According to historian and novelist Stephen Gray, different periods have always depicted different Shakas. He sees Shaka as a “mega-myth” in South African culture that will invariably return to each generation.

Accounts of Shaka are almost all based on tales by colonial traders, and were “entirely fabricated in order to annex the territory”. In Victorian times Shaka was popularly perceived as “a bloodthirsty tyrant who was morally obnoxious. Any retaliation against him was therefore morally justified.”

It is, however, more likely that Shaka believed in reconciliation and that his “savagery” stemmed from a misunderstanding of Zulu tradition.

In the Union period the depiction of Shaka was “more friendly; he was pacified”. By the period after the Zulu Wars in 1879, Shaka was seen as “a rather likeable black sambo that you can do business with”.

Post World War II, he was “our good junior buddy who fought well, a black brother best trusted with a bicycle. But lately there’s been a huge movement of revision, spurred by our democratic elections. There’s a tidal wave going through history discourse now, discrediting the notion that Shaka caused the great dispersal of peoples in the 1800s, rendering the interior a wasteland.”

In this regard, Faure’s series never broke the ground he claimed it would. It popularised the myth, but still maintained the noble savage quality in Shaka. As Sinclair says today: “Bill kept going [to Cele], `Be vicious! Be vicious!’ ”

Gray says Faure’s Shaka was “very white fascist, very Freudian. I think the whole series was actually very homoerotic.”

Hey, there’s no denying that one of the charms of Shaka Zulu is the wealth of flesh that gets shown. All those loincloths and topless women. No wonder they flighted it 30 times in the US.

One cannot help but compare the current Shaka revival with the revival of another moving curio gem, Bertha Egnos’s Ipi Tombi. Both were subject to similar criticism in their time: politically correct folk found the depiction of Africa at best patronising, at worst politically insulting.

Ipi Tombi was frequently picketed by the anti-apartheid lobby here and abroad, yet its 1997 run as Ipi Ntombi (with Ken Gampu in the lead, as he was in the original) has been sold out.

The masses love Mama Tembu’s wedding and Shaka’s noble savagery and, as Ipi Ntombi continues to pack houses in Cape Town in anticipation of its Australian tour, movie sets are being constructed in Port Edward, Cape Town and Pretoria for Sinclair’s film. No doubt a horde of seamstresses is, as you read, putting the finishing touches to the finest of period colonial chic and checking the beads on hundreds of cloaks.
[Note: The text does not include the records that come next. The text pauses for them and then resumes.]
use crate::adapters::source::InputEncoding;
use crate::config::{DEFAULT_PLANOGRAM, DEFAULT_READ_CHUNK_BYTES};
use crate::core::ConfigProvider;
use crate::utils::error::{Result, ShelfError};
use crate::utils::validation::{self, Validate};
use serde::{Deserialize, Serialize};
use std::path::Path;

#[derive(Debug, Clone, Serialize, Deserialize)]
pub struct TomlConfig {
    pub source: SourceConfig,
    pub planogram: Option<PlanogramConfig>,
    pub engine: Option<EngineConfig>,
    pub diagnostics: Option<DiagnosticsConfig>,
    pub monitoring: Option<MonitoringConfig>,
}

#[derive(Debug, Clone, Serialize, Deserialize)]
pub struct SourceConfig {
    /// 裝置節點或檔案，`-` 為 stdin
    pub path: String,
    /// `text` 或 `hex`
    pub encoding: Option<String>,
    pub read_chunk_bytes: Option<usize>,
}

#[derive(Debug, Clone, Serialize, Deserialize)]
pub struct PlanogramConfig {
    pub path: String,
}

#[derive(Debug, Clone, Serialize, Deserialize)]
pub struct EngineConfig {
    pub max_line_bytes: Option<usize>,
}

#[derive(Debug, Clone, Serialize, Deserialize)]
pub struct DiagnosticsConfig {
    pub enabled: bool,
    pub path: Option<String>,
}

#[derive(Debug, Clone, Serialize, Deserialize)]
pub struct MonitoringConfig {
    pub enabled: bool,
    pub json_logs: Option<bool>,
}

impl TomlConfig {
    /// 從 TOML 檔案載入配置
    pub fn from_file<P: AsRef<Path>>(path: P) -> Result<Self> {
        let content = std::fs::read_to_string(&path).map_err(ShelfError::IoError)?;
        Self::from_toml_str(&content)
    }

    /// 從 TOML 字串解析配置
    pub fn from_toml_str(content: &str) -> Result<Self> {
        // 處理環境變數替換
        let processed_content = Self::substitute_env_vars(content)?;
        Ok(toml::from_str(&processed_content)?)
    }

    /// 替換環境變數 (例如 ${SHELF_DEVICE})，找不到的保留原字串
    fn substitute_env_vars(content: &str) -> Result<String> {
        use regex::Regex;
        let re = Regex::new(r"\$\{([^}]+)\}").map_err(|e| ShelfError::ConfigError {
            message: format!("env substitution pattern: {}", e),
        })?;

        let result = re.replace_all(content, |caps: &regex::Captures| {
            let var_name = &caps[1];
            std::env::var(var_name).unwrap_or_else(|_| format!("${{{}}}", var_name))
        });

        Ok(result.to_string())
    }

    /// 命令列參數優先於檔案
    #[cfg(feature = "cli")]
    pub fn apply_overrides(&mut self, cli: &crate::config::CliConfig) {
        if let Some(input) = &cli.input {
            self.source.path = input.clone();
        }
        if cli.hex {
            self.source.encoding = Some("hex".to_string());
        }
        if let Some(bytes) = cli.read_chunk_bytes {
            self.source.read_chunk_bytes = Some(bytes);
        }
        if let Some(path) = &cli.planogram {
            self.planogram = Some(PlanogramConfig { path: path.clone() });
        }
        if let Some(max) = cli.max_line_bytes {
            self.engine = Some(EngineConfig {
                max_line_bytes: Some(max),
            });
        }
        if let Some(path) = &cli.diagnostics {
            self.diagnostics = Some(DiagnosticsConfig {
                enabled: true,
                path: Some(path.clone()),
            });
        }
        if cli.monitor {
            let json_logs = self.monitoring.as_ref().and_then(|m| m.json_logs);
            self.monitoring = Some(MonitoringConfig {
                enabled: true,
                json_logs,
            });
        }
    }

    pub fn input_encoding(&self) -> Result<InputEncoding> {
        match self.source.encoding.as_deref().unwrap_or("text") {
            "text" => Ok(InputEncoding::Text),
            "hex" => Ok(InputEncoding::Hex),
            other => Err(ShelfError::InvalidConfigValueError {
                field: "source.encoding".to_string(),
                value: other.to_string(),
                reason: "Supported encodings: text, hex".to_string(),
            }),
        }
    }

    /// 驗證配置的合理性
    pub fn validate_config(&self) -> Result<()> {
        validation::validate_path("source.path", &self.source.path)?;
        self.input_encoding()?;

        if let Some(bytes) = self.source.read_chunk_bytes {
            validation::validate_range("source.read_chunk_bytes", bytes, 1, 64 * 1024)?;
        }

        validation::validate_path("planogram.path", self.planogram_path())?;
        validation::validate_file_extensions(
            "planogram.path",
            &[self.planogram_path().to_string()],
            &["toml", "json"],
        )?;

        if let Some(max) = self.max_line_bytes() {
            validation::validate_range("engine.max_line_bytes", max, 16, 1 << 20)?;
        }

        if let Some(diagnostics) = &self.diagnostics {
            if let Some(path) = &diagnostics.path {
                validation::validate_path("diagnostics.path", path)?;
            }
        }

        Ok(())
    }

    pub fn monitoring_enabled(&self) -> bool {
        self.monitoring.as_ref().map(|m| m.enabled).unwrap_or(false)
    }

    pub fn json_logs(&self) -> bool {
        self.monitoring
            .as_ref()
            .and_then(|m| m.json_logs)
            .unwrap_or(false)
    }
}

impl ConfigProvider for TomlConfig {
    fn input_path(&self) -> &str {
        &self.source.path
    }

    fn planogram_path(&self) -> &str {
        self.planogram
            .as_ref()
            .map(|p| p.path.as_str())
            .unwrap_or(DEFAULT_PLANOGRAM)
    }

    fn hex_input(&self) -> bool {
        matches!(self.input_encoding(), Ok(InputEncoding::Hex))
    }

    fn read_chunk_bytes(&self) -> usize {
        self.source.read_chunk_bytes.unwrap_or(DEFAULT_READ_CHUNK_BYTES)
    }

    fn max_line_bytes(&self) -> Option<usize> {
        self.engine.as_ref().and_then(|e| e.max_line_bytes)
    }

    fn diagnostics_enabled(&self) -> bool {
        self.diagnostics.as_ref().map(|d| d.enabled).unwrap_or(false)
    }

    fn diagnostics_path(&self) -> Option<&str> {
        self.diagnostics
            .as_ref()
            .filter(|d| d.enabled)
            .and_then(|d| d.path.as_deref())
    }
}

impl Validate for TomlConfig {
    fn validate(&self) -> Result<()> {
        self.validate_config()
    }
}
SABC2 this week confirmed that the rerun of Shaka Zulu has been scheduled for October 25. It will show on Saturdays at 5pm, situated after the rugby, within the heart of traditional soap opera airtime. That will most likely be preceded by a documentary on the making of Shaka Zulu, scheduled for October 18.

By Christmas the toystores should be well- stocked with imitation traditional weaponry and videos of the series could well be vying for tourist dollars with the proposed rereleased soundtrack of Ipi Tombi.

Egnos says the original recording is still a top seller around the world and, in South Africa, continues to sell in large numbers to visitors from other lands.

And so too does Shaka Zulu. No matter what angle you’re coming from, the masses have spoken. The style for this summer will be minimal and furry. The loincloth is back.